Stored items

= = = = = = =

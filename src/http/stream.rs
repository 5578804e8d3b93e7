//! Server-sent events passthrough to the chat backend.
//!
//! # Responsibilities
//! - Forward the client's body and `X-User-Id` to the backend stream endpoint
//! - Relay the backend's byte stream untouched as `text/event-stream`
//! - Report backend failures as small JSON error bodies
//!
//! # Design Decisions
//! - Not part of the rule registry; no RPC, no envelope
//! - Bodies are streamed in both directions, never buffered
//! - Buffering disabled end to end (`no-transform`, `X-Accel-Buffering: no`)
//! - A backend read error aborts the client stream

use axum::body::Body;
use axum::http::{header, HeaderMap, HeaderValue, Request, StatusCode, Uri};
use axum::response::{IntoResponse, Response};
use axum::Json;
use hyper_util::client::legacy::{connect::HttpConnector, Client};
use hyper_util::rt::TokioExecutor;
use serde_json::json;
use thiserror::Error;

use crate::config::StreamConfig;

/// Header identifying the chatting user.
pub const X_USER_ID: &str = "x-user-id";

#[derive(Debug, Error)]
pub enum StreamError {
    #[error("invalid stream target {url}: {source}")]
    InvalidTarget {
        url: String,
        #[source]
        source: axum::http::uri::InvalidUri,
    },

    #[error("failed to build backend request: {0}")]
    Request(#[from] axum::http::Error),

    #[error("backend request failed: {0}")]
    Backend(#[from] hyper_util::client::legacy::Error),
}

/// Relays event streams from the chat backend.
#[derive(Clone)]
pub struct StreamProxy {
    client: Client<HttpConnector, Body>,
    target: Uri,
}

impl StreamProxy {
    pub fn new(config: &StreamConfig) -> Result<Self, StreamError> {
        let url = target_url(config);
        let target = url
            .parse::<Uri>()
            .map_err(|source| StreamError::InvalidTarget { url, source })?;

        let client = Client::builder(TokioExecutor::new()).build(HttpConnector::new());

        Ok(Self { client, target })
    }

    pub fn target(&self) -> &Uri {
        &self.target
    }

    /// Forward one streaming request. Always produces a response.
    pub async fn forward(&self, headers: &HeaderMap, body: Body) -> Response {
        match self.open(headers, body).await {
            Ok(response) => response,
            Err(e) => {
                tracing::error!(target_uri = %self.target, error = %e, "Stream passthrough failed");
                error_response(StatusCode::INTERNAL_SERVER_ERROR, e.to_string())
            }
        }
    }

    async fn open(&self, headers: &HeaderMap, body: Body) -> Result<Response, StreamError> {
        // 1. Build backend request
        let mut builder = Request::post(self.target.clone())
            .header(header::CONTENT_TYPE, "application/json")
            .header(header::ACCEPT, "text/event-stream");

        if let Some(user_id) = headers.get(X_USER_ID) {
            builder = builder.header(X_USER_ID, user_id.clone());
        }

        let request = builder.body(body)?;

        // 2. Send
        let upstream = self.client.request(request).await?;
        let status = upstream.status();

        if !status.is_success() {
            tracing::warn!(
                target_uri = %self.target,
                status = %status,
                "Stream backend rejected request"
            );
            return Ok(error_response(
                status,
                format!("Backend error: {}", status.as_u16()),
            ));
        }

        // 3. Relay
        let mut response = Response::new(Body::new(upstream.into_body()));
        let headers = response.headers_mut();
        headers.insert(header::CONTENT_TYPE, HeaderValue::from_static("text/event-stream"));
        headers.insert(header::CACHE_CONTROL, HeaderValue::from_static("no-cache, no-transform"));
        headers.insert(header::CONNECTION, HeaderValue::from_static("keep-alive"));
        headers.insert("x-accel-buffering", HeaderValue::from_static("no"));

        Ok(response)
    }
}

fn target_url(config: &StreamConfig) -> String {
    format!("{}{}", config.backend_url.trim_end_matches('/'), config.path)
}

fn error_response(status: StatusCode, message: String) -> Response {
    (status, Json(json!({ "error": message }))).into_response()
}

= = = = = = =

• _PROBLEM DETAILS_:
Send back an exact copy of only the lines from the line with "directions, never buffered" up to and including the line with "pub fn target(&self)" in the data above.

• _WRITTEN SOLUTION_:
//! - Bodies are streamed in both directions, never buffered
//! - Buffering disabled end to end (`no-transform`, `X-Accel-Buffering: no`)
//! - A backend read error aborts the client stream

use axum::body::Body;
use axum::http::{header, HeaderMap, HeaderValue, Request, StatusCode, Uri};
use axum::response::{IntoResponse, Response};
use axum::Json;
use hyper_util::client::legacy::{connect::HttpConnector, Client};
use hyper_util::rt::TokioExecutor;
use serde_json::json;
use thiserror::Error;

use crate::config::StreamConfig;

/// Header identifying the chatting user.
pub const X_USER_ID: &str = "x-user-id";

#[derive(Debug, Error)]
pub enum StreamError {
    #[error("invalid stream target {url}: {source}")]
    InvalidTarget {
        url: String,
        #[source]
        source: axum::http::uri::InvalidUri,
    },

    #[error("failed to build backend request: {0}")]
    Request(#[from] axum::http::Error),

    #[error("backend request failed: {0}")]
    Backend(#[from] hyper_util::client::legacy::Error),
}

/// Relays event streams from the chat backend.
#[derive(Clone)]
pub struct StreamProxy {
    client: Client<HttpConnector, Body>,
    target: Uri,
}

impl StreamProxy {
    pub fn new(config: &StreamConfig) -> Result<Self, StreamError> {
        let url = target_url(config);
        let target = url
            .parse::<Uri>()
            .map_err(|source| StreamError::InvalidTarget { url, source })?;

        let client = Client::builder(TokioExecutor::new()).build(HttpConnector::new());

        Ok(Self { client, target })
    }

    pub fn target(&self) -> &Uri {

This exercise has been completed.